## ACTIVITY:
Copy out all lines bearing the word "body" from the listing below.

## THE INPUT:
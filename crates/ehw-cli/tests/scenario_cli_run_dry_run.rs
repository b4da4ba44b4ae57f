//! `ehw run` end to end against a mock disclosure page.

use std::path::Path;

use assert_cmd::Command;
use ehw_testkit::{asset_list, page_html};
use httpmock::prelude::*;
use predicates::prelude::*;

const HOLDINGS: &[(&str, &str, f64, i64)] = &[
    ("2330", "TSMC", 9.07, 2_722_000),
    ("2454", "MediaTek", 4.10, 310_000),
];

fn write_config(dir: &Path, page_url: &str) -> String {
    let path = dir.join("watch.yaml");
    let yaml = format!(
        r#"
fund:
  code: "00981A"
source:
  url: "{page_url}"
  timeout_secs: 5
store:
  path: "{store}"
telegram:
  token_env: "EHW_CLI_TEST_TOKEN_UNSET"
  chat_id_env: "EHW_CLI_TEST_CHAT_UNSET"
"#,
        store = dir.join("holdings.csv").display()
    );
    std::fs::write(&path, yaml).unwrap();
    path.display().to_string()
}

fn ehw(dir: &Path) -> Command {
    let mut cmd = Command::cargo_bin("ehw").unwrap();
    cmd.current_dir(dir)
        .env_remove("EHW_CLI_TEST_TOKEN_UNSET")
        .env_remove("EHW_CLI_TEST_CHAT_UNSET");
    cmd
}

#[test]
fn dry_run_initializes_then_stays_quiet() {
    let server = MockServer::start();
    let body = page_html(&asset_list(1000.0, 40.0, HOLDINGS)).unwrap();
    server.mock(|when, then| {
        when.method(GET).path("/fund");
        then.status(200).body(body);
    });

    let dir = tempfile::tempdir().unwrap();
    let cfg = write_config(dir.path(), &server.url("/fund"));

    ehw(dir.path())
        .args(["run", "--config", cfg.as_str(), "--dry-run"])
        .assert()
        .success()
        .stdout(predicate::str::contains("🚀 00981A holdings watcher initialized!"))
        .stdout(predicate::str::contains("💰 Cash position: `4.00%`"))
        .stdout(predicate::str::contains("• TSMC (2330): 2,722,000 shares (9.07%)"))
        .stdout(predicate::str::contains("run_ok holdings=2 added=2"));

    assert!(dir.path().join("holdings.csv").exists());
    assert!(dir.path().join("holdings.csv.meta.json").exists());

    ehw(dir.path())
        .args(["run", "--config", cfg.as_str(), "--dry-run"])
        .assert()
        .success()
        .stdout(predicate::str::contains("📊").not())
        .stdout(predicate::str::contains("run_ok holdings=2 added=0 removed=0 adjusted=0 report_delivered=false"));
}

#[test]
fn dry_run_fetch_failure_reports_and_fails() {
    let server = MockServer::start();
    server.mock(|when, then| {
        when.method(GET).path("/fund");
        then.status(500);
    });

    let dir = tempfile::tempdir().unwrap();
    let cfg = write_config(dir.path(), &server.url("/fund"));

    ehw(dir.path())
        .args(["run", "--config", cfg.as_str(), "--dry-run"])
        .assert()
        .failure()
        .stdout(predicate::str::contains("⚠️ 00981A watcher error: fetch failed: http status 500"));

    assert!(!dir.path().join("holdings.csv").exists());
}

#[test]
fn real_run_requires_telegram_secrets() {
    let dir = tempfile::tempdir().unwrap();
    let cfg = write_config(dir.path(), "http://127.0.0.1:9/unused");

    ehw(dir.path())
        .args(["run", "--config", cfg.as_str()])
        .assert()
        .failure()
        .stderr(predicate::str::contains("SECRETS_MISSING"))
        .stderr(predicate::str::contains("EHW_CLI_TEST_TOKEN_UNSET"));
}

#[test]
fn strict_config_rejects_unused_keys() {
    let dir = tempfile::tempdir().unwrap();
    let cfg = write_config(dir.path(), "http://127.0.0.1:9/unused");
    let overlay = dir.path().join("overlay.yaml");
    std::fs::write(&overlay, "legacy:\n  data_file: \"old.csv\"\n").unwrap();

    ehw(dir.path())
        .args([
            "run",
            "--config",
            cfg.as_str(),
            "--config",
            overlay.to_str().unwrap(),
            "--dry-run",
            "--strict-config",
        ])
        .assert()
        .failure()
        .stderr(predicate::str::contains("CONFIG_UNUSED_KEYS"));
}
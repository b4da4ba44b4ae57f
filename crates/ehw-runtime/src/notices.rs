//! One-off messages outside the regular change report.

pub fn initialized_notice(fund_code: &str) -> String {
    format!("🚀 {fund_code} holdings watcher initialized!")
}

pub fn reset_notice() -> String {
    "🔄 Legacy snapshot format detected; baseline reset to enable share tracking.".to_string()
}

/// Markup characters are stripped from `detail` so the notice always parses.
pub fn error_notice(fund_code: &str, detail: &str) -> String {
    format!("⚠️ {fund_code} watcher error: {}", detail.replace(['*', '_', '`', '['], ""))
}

* * *

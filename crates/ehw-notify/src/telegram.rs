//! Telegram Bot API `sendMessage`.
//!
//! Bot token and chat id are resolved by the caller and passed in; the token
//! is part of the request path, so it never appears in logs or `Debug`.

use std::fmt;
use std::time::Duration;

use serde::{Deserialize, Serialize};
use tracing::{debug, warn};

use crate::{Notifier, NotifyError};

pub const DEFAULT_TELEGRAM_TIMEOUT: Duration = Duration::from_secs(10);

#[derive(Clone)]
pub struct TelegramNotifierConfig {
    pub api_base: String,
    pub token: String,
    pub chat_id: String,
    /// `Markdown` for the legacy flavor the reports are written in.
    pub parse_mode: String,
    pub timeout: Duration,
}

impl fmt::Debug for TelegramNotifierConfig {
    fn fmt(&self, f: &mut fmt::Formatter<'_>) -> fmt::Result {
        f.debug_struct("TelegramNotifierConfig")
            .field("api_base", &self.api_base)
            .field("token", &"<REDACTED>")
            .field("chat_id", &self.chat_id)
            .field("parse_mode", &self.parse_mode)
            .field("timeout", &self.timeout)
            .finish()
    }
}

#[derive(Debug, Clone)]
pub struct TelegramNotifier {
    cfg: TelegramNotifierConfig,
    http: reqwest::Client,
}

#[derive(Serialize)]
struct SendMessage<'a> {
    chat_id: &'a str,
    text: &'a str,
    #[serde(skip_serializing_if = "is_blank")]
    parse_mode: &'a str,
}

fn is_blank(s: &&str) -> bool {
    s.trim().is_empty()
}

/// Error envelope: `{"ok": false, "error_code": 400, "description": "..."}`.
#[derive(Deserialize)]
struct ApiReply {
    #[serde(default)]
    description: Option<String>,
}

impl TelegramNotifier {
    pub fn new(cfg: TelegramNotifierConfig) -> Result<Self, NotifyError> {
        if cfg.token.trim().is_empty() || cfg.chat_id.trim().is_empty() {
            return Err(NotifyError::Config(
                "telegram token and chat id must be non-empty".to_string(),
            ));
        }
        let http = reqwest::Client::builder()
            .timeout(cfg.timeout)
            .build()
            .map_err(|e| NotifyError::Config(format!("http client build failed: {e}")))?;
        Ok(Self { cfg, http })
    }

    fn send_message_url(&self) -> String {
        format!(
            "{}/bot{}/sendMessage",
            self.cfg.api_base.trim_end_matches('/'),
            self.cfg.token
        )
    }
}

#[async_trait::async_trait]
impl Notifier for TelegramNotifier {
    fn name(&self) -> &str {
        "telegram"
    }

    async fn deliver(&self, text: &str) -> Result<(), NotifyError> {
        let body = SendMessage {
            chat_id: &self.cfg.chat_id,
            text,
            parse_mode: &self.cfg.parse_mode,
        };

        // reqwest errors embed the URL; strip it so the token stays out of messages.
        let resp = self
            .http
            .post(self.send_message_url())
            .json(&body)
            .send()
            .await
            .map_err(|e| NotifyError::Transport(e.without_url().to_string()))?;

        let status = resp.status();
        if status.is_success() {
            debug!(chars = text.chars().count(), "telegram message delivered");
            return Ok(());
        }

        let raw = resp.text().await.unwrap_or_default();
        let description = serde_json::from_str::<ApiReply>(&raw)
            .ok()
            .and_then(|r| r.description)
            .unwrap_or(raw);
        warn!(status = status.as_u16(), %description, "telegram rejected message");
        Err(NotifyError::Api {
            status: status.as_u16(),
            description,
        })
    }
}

## THE ANSWER:
    let body = page_html(&asset_list(1000.0, 40.0, HOLDINGS)).unwrap();
        then.status(200).body(body);
        let body = SendMessage {
            .json(&body)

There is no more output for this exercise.